The only thing close to a script that I can grab is the attached script obtained from inside Data Migrator.  The attached script is supposed to be a text version of what the interface built for me based on what I mapped through the GUI options for one of the 231 tables that is being ETL'd.
data-flow-script.txt
understood author, ok then you can't control the sql statements which are being fired as they are done via the tool..!!!

ok.. can't you even control the truncation of tables before the activity??
 i think tool should do  this task, as a part of its operation, if not then add this activiy before starting over and check out if this helps..
I did truncate the tables before running ETL.  I have always done that.  Sorry if I wasn't clear on that.
The only thing new I've done is make the indexes unusable which gained me a valuable 1.5 hours.  I'm very happy about that.  
Wondering if there is anything else I could try.  Obviously SQL code is not available to me.

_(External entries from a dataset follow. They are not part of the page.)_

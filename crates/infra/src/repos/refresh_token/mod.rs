mod inmemory;
mod postgres;

use crate::repos::shared::repo::DeleteResult;
use dayline_domain::RefreshToken;
pub use inmemory::InMemoryRefreshTokenRepo;
pub use postgres::PostgresRefreshTokenRepo;

#[async_trait::async_trait]
pub trait IRefreshTokenRepo: Send + Sync {
    async fn insert(&self, token: &RefreshToken) -> anyhow::Result<()>;
    async fn find_by_token(&self, token: &str) -> Option<RefreshToken>;
    async fn delete_by_token(&self, token: &str) -> DeleteResult;
}

#[cfg(test)]
mod tests {
    use crate::DaylineContext;
    use dayline_domain::{RefreshToken, User};

    #[tokio::test]
    async fn it_inserts_finds_and_deletes_tokens() {
        let ctx = DaylineContext::create_inmemory();
        let user = User::new("lena".into(), "hash".into(), None, 0);
        ctx.repos.users.insert(&user).await.expect("To insert user");

        let token = RefreshToken::new(user.id.clone(), 1000);
        ctx.repos
            .refresh_tokens
            .insert(&token)
            .await
            .expect("To insert refresh token");

        let found = ctx
            .repos
            .refresh_tokens
            .find_by_token(&token.token)
            .await
            .expect("To find refresh token");
        assert_eq!(found.user_id, user.id);
        assert_eq!(found.expires_at, 1000);
        assert!(ctx
            .repos
            .refresh_tokens
            .find_by_token("unknown-token")
            .await
            .is_none());

        let res = ctx.repos.refresh_tokens.delete_by_token(&token.token).await;
        assert_eq!(res.deleted_count, 1);
        // Deleting again is a noop
        let res = ctx.repos.refresh_tokens.delete_by_token(&token.token).await;
        assert_eq!(res.deleted_count, 0);
        assert!(ctx
            .repos
            .refresh_tokens
            .find_by_token(&token.token)
            .await
            .is_none());
    }
}
use super::IUserRepo;
use dayline_domain::{ReminderSettings, TelegramLink, User, UserSettings, ID};
use sqlx::{types::Uuid, FromRow, PgPool};

pub struct PostgresUserRepo {
    pool: PgPool,
}

impl PostgresUserRepo {
    pub fn new(pool: PgPool) -> Self {
        Self { pool }
    }
}

#[derive(Debug, FromRow)]
struct UserRaw {
    user_uid: Uuid,
    username: String,
    password_hash: String,
    display_name: Option<String>,
    remind_before: bool,
    remind_on_start: bool,
    nudge_mid: bool,
    congratulate_on_end: bool,
    slot_duration_minutes: i64,
    timezone: String,
    telegram_chat_id: Option<String>,
    telegram_username: Option<String>,
    created: i64,
    updated: i64,
}

impl Into<User> for UserRaw {
    fn into(self) -> User {
        let telegram_username = self.telegram_username;
        let telegram = self.telegram_chat_id.map(|chat_id| TelegramLink {
            chat_id,
            username: telegram_username,
        });
        User {
            id: self.user_uid.into(),
            username: self.username,
            password_hash: self.password_hash,
            display_name: self.display_name,
            settings: UserSettings {
                reminders: ReminderSettings {
                    remind_before: self.remind_before,
                    remind_on_start: self.remind_on_start,
                    nudge_mid: self.nudge_mid,
                    congratulate_on_end: self.congratulate_on_end,
                },
                slot_duration_minutes: self.slot_duration_minutes,
                timezone: self.timezone,
            },
            telegram,
            created: self.created,
            updated: self.updated,
        }
    }
}

#[async_trait::async_trait]
impl IUserRepo for PostgresUserRepo {
    async fn insert(&self, user: &User) -> anyhow::Result<()> {
        sqlx::query(
            r#"
            INSERT INTO users(user_uid, username, password_hash, display_name,
                remind_before, remind_on_start, nudge_mid, congratulate_on_end,
                slot_duration_minutes, timezone, telegram_chat_id, telegram_username,
                created, updated)
            VALUES($1, $2, $3, $4, $5, $6, $7, $8, $9, $10, $11, $12, $13, $14)
            "#,
        )
        .bind(user.id.inner_ref())
        .bind(&user.username)
        .bind(&user.password_hash)
        .bind(&user.display_name)
        .bind(user.settings.reminders.remind_before)
        .bind(user.settings.reminders.remind_on_start)
        .bind(user.settings.reminders.nudge_mid)
        .bind(user.settings.reminders.congratulate_on_end)
        .bind(user.settings.slot_duration_minutes)
        .bind(&user.settings.timezone)
        .bind(user.telegram.as_ref().map(|t| t.chat_id.clone()))
        .bind(user.telegram.as_ref().and_then(|t| t.username.clone()))
        .bind(user.created)
        .bind(user.updated)
        .execute(&self.pool)
        .await?;

        Ok(())
    }

    async fn save(&self, user: &User) -> anyhow::Result<()> {
        sqlx::query(
            r#"
            UPDATE users
            SET username = $2,
            password_hash = $3,
            display_name = $4,
            remind_before = $5,
            remind_on_start = $6,
            nudge_mid = $7,
            congratulate_on_end = $8,
            slot_duration_minutes = $9,
            timezone = $10,
            telegram_chat_id = $11,
            telegram_username = $12,
            updated = $13
            WHERE user_uid = $1
            "#,
        )
        .bind(user.id.inner_ref())
        .bind(&user.username)
        .bind(&user.password_hash)
        .bind(&user.display_name)
        .bind(user.settings.reminders.remind_before)
        .bind(user.settings.reminders.remind_on_start)
        .bind(user.settings.reminders.nudge_mid)
        .bind(user.settings.reminders.congratulate_on_end)
        .bind(user.settings.slot_duration_minutes)
        .bind(&user.settings.timezone)
        .bind(user.telegram.as_ref().map(|t| t.chat_id.clone()))
        .bind(user.telegram.as_ref().and_then(|t| t.username.clone()))
        .bind(user.updated)
        .execute(&self.pool)
        .await?;
        Ok(())
    }

    async fn find(&self, user_id: &ID) -> Option<User> {
        let user: UserRaw = match sqlx::query_as::<_, UserRaw>(
            r#"
            SELECT * FROM users AS u
            WHERE u.user_uid = $1
            "#,
        )
        .bind(user_id.inner_ref())
        .fetch_one(&self.pool)
        .await
        {
            Ok(user) => user,
            Err(_) => return None,
        };
        Some(user.into())
    }

    async fn find_by_username(&self, username: &str) -> Option<User> {
        let user: UserRaw = match sqlx::query_as::<_, UserRaw>(
            r#"
            SELECT * FROM users AS u
            WHERE u.username = $1
            "#,
        )
        .bind(username)
        .fetch_one(&self.pool)
        .await
        {
            Ok(user) => user,
            Err(_) => return None,
        };
        Some(user.into())
    }

    async fn find_by_chat_id(&self, chat_id: &str) -> Option<User> {
        let user: UserRaw = match sqlx::query_as::<_, UserRaw>(
            r#"
            SELECT * FROM users AS u
            WHERE u.telegram_chat_id = $1
            "#,
        )
        .bind(chat_id)
        .fetch_one(&self.pool)
        .await
        {
            Ok(user) => user,
            Err(_) => return None,
        };
        Some(user.into())
    }

    async fn find_with_telegram_linked(&self) -> anyhow::Result<Vec<User>> {
        let users: Vec<UserRaw> = sqlx::query_as::<_, UserRaw>(
            r#"
            SELECT * FROM users AS u
            WHERE u.telegram_chat_id IS NOT NULL
            "#,
        )
        .fetch_all(&self.pool)
        .await?;

        Ok(users.into_iter().map(|u| u.into()).collect())
    }
}
use super::IScheduleRepo;
use dayline_domain::{Day, DaySchedule, ID};
use sqlx::{types::Uuid, FromRow, PgPool};
use std::convert::TryFrom;

pub struct PostgresScheduleRepo {
    pool: PgPool,
}

impl PostgresScheduleRepo {
    pub fn new(pool: PgPool) -> Self {
        Self { pool }
    }
}

#[derive(Debug, FromRow)]
struct ScheduleRaw {
    schedule_uid: Uuid,
    user_uid: Uuid,
    date: String,
    created: i64,
    updated: i64,
}

impl TryFrom<ScheduleRaw> for DaySchedule {
    type Error = anyhow::Error;

    fn try_from(raw: ScheduleRaw) -> Result<Self, Self::Error> {
        let date = raw.date.parse::<Day>()?;
        Ok(DaySchedule {
            id: raw.schedule_uid.into(),
            user_id: raw.user_uid.into(),
            date,
            created: raw.created,
            updated: raw.updated,
        })
    }
}

#[async_trait::async_trait]
impl IScheduleRepo for PostgresScheduleRepo {
    async fn insert(&self, schedule: &DaySchedule) -> anyhow::Result<()> {
        sqlx::query(
            r#"
            INSERT INTO schedules(schedule_uid, user_uid, date, created, updated)
            VALUES($1, $2, $3, $4, $5)
            "#,
        )
        .bind(schedule.id.inner_ref())
        .bind(schedule.user_id.inner_ref())
        .bind(schedule.date.to_string())
        .bind(schedule.created)
        .bind(schedule.updated)
        .execute(&self.pool)
        .await?;

        Ok(())
    }

    async fn save(&self, schedule: &DaySchedule) -> anyhow::Result<()> {
        sqlx::query(
            r#"
            UPDATE schedules
            SET date = $2,
            updated = $3
            WHERE schedule_uid = $1
            "#,
        )
        .bind(schedule.id.inner_ref())
        .bind(schedule.date.to_string())
        .bind(schedule.updated)
        .execute(&self.pool)
        .await?;
        Ok(())
    }

    async fn find_by_user_and_date(&self, user_id: &ID, date: &Day) -> Option<DaySchedule> {
        let schedule: ScheduleRaw = match sqlx::query_as::<_, ScheduleRaw>(
            r#"
            SELECT * FROM schedules AS s
            WHERE s.user_uid = $1 AND s.date = $2
            "#,
        )
        .bind(user_id.inner_ref())
        .bind(date.to_string())
        .fetch_one(&self.pool)
        .await
        {
            Ok(schedule) => schedule,
            Err(_) => return None,
        };
        DaySchedule::try_from(schedule).ok()
    }
}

Perhaps something with the ODBC configuration?
wasimibm,
I've been digging around in the manuals for Data Migrator and there is indeed an option to use a direct-load approach when ETL the data.
I've set up a test to run tonight after hours on one of the larger tables (not the 20 hour one but a 4 hour one).  Hopefully I will have something positive to report in the morning.

Thanks for your help.
oh.. that was nice to hear. just to mention something, i hope you are doing it..

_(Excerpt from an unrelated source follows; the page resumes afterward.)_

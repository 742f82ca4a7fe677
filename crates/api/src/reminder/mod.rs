pub mod send_reminders;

the order of the truncate and alter index unusable should be like this

first you have to truncate the table and after that only set the alter indexes unusable..

lets see how much time you are gonna save this time..!!!!
Thanks.  Yup..I was doing the truncate first and then the unusable thing.  worked very well.

here's the report on the direct load approach:
I tested it on a table that took 4 hours last week.  This time it took 43 minutes.  Wow!!

One thing that wasn't good is that right after I started the direct-load script, I couldn't do anything in the server like open other windows and such.  Couldn't even open the task bar. The server response was severely degraded.  

I will look further into other settings to see if I can limit how much memory gets sucked out by the direct-load approach here and try another test.  

This is very good progress.  :)
wow.. thats a good news vocogov, but I am afraid, I couldn't help you much in the regard of "The server response " because its totally pertaining to the hardware configuration of the system, how much memory available in the system, what is the paging and performance and load on CPU etc., things,

well, try out the things you had mentioned over, if you don't get much.. you can always open a related question, may be some capacity gurus will come over and help you with configuration setttings..!!!
I tried another test and this time set the commit rate to 1000 records instead of the default (I'm not sure what the default is).  It still ran in 43 minutes and the server showed no type of strain or poor response.  Everything worked beautifully.  I'm floored and can't wait to show the boss!
Thanks for you help!
Cool... I am glad that it worked...!!!

Also close this question, if you think you got the answer which you are looking for.!!!